YATIR FOREST

LTER site established at Yatir semi-arid forest in 2010.

Site manager: Tamir Klein

Research station manager: Dan Yakir

Contact: Tamir Klein

Operating Organization: KKL


General Site Description:

The Yatir Research site was set up in 2000 at the center of the Yatir Forest, a 2’800 ha afforestation system of mainly P. halepensis trees, and is located on the southern end of the Hebron mountain range and at the northern edge of the Negev desert (31° 20’ N; 35° 3’ E; elevation 600 to 850 meters above sea level). Most of the area was planted during the 1960s-1970s. The site is located in the transition zone between the semi-arid and arid Mediterranean climates. Average air temperature for January and July is 10 and 25°C, respectively. Mean annual potential ET is 1600 mm, and mean annual precipitation is 285 mm.
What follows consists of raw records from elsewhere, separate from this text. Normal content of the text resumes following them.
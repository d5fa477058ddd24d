//! Custom widgets and layout helpers for the TUI.

mod radar;
mod score_bar;

pub use radar::RadarChart;
pub use score_bar::{ScoreBar, bar_cells};

use crate::tui::theme::colors;
use ratatui::{
    prelude::*,
    widgets::{Block, Borders, Paragraph},
};
use unicode_width::UnicodeWidthChar;

pub const MIN_WIDTH: u16 = 80;
pub const MIN_HEIGHT: u16 = 24;

/// Check if terminal meets minimum size requirements.
pub const fn check_terminal_size(width: u16, height: u16) -> Result<(), (u16, u16)> {
    if width < MIN_WIDTH || height < MIN_HEIGHT {
        Err((MIN_WIDTH, MIN_HEIGHT))
    } else {
        Ok(())
    }
}

/// Render a "terminal too small" message.
pub fn render_size_warning(
    frame: &mut Frame,
    area: Rect,
    required_width: u16,
    required_height: u16,
) {
    let lines = vec![
        Line::styled(
            "Terminal too small",
            Style::default().fg(colors().warning).bold(),
        ),
        Line::from(""),
        Line::from(vec![
            Span::raw("Current: "),
            Span::styled(
                format!("{}x{}", area.width, area.height),
                Style::default().fg(colors().text),
            ),
        ]),
        Line::from(vec![
            Span::raw("Required: "),
            Span::styled(
                format!("{required_width}x{required_height}"),
                Style::default().fg(colors().accent),
            ),
        ]),
        Line::from(""),
        Line::styled(
            "Resize the terminal or press q to quit",
            Style::default().fg(colors().text_muted),
        ),
    ];

    let warning = Paragraph::new(lines)
        .alignment(Alignment::Center)
        .block(Block::default().borders(Borders::ALL));
    frame.render_widget(warning, area);
}

/// Create a centered rectangle covering the given percentages of `r`.
pub fn centered_rect(percent_x: u16, percent_y: u16, r: Rect) -> Rect {
    let popup_layout = Layout::default()
        .direction(Direction::Vertical)
        .constraints([
            Constraint::Percentage((100 - percent_y) / 2),
            Constraint::Percentage(percent_y),
            Constraint::Percentage((100 - percent_y) / 2),
        ])
        .split(r);

    Layout::default()
        .direction(Direction::Horizontal)
        .constraints([
            Constraint::Percentage((100 - percent_x) / 2),
            Constraint::Percentage(percent_x),
            Constraint::Percentage((100 - percent_x) / 2),
        ])
        .split(popup_layout[1])[1]
}

/// Truncate to `max_width` display columns, ending with `…` when cut.
pub fn truncate_to_width(text: &str, max_width: usize) -> String {
    let total: usize = text.chars().map(|c| c.width().unwrap_or(0)).sum();
    if total <= max_width {
        return text.to_string();
    }
    if max_width == 0 {
        return String::new();
    }

    let mut out = String::new();
    let mut used = 0;
    for ch in text.chars() {
        let w = ch.width().unwrap_or(0);
        if used + w > max_width - 1 {
            break;
        }
        out.push(ch);
        used += w;
    }
    out.push('…');
    out
}

#[cfg(test)]
mod tests {
    use super::*;

    #[test]
    fn test_check_terminal_size() {
        assert!(check_terminal_size(80, 24).is_ok());
        assert_eq!(check_terminal_size(79, 24), Err((MIN_WIDTH, MIN_HEIGHT)));
        assert!(check_terminal_size(120, 10).is_err());
    }

    #[test]
    fn test_truncate_to_width() {
        assert_eq!(truncate_to_width("report.pdf", 20), "report.pdf");
        assert_eq!(truncate_to_width("patient_records.json", 8), "patient…");
        assert_eq!(truncate_to_width("abc", 0), "");
    }

    #[test]
    fn test_truncate_wide_chars() {
        // Each CJK char is two columns wide
        let out = truncate_to_width("病歴病歴病歴", 5);
        assert_eq!(out, "病歴…");
    }

    #[test]
    fn test_centered_rect_is_inside() {
        let area = Rect::new(0, 0, 100, 50);
        let popup = centered_rect(60, 50, area);
        assert!(popup.x >= 20 && popup.right() <= 80);
        assert!(popup.y >= 12 && popup.bottom() <= 38);
    }
}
Only winter precipitation occurs in this region, creating a distinctive wet season (winter, December to March) and an extended dry season (summer, June to October), with short transition periods between them: a wetting season (autumn) and a drying season (spring). Research in the site mainly focuses on ecophysiology and ecohydrology, energy, carbon and water budgets, influence of stand density (through manipulation experiments), boundary layer dynamics and ecosystem interactions with the climate.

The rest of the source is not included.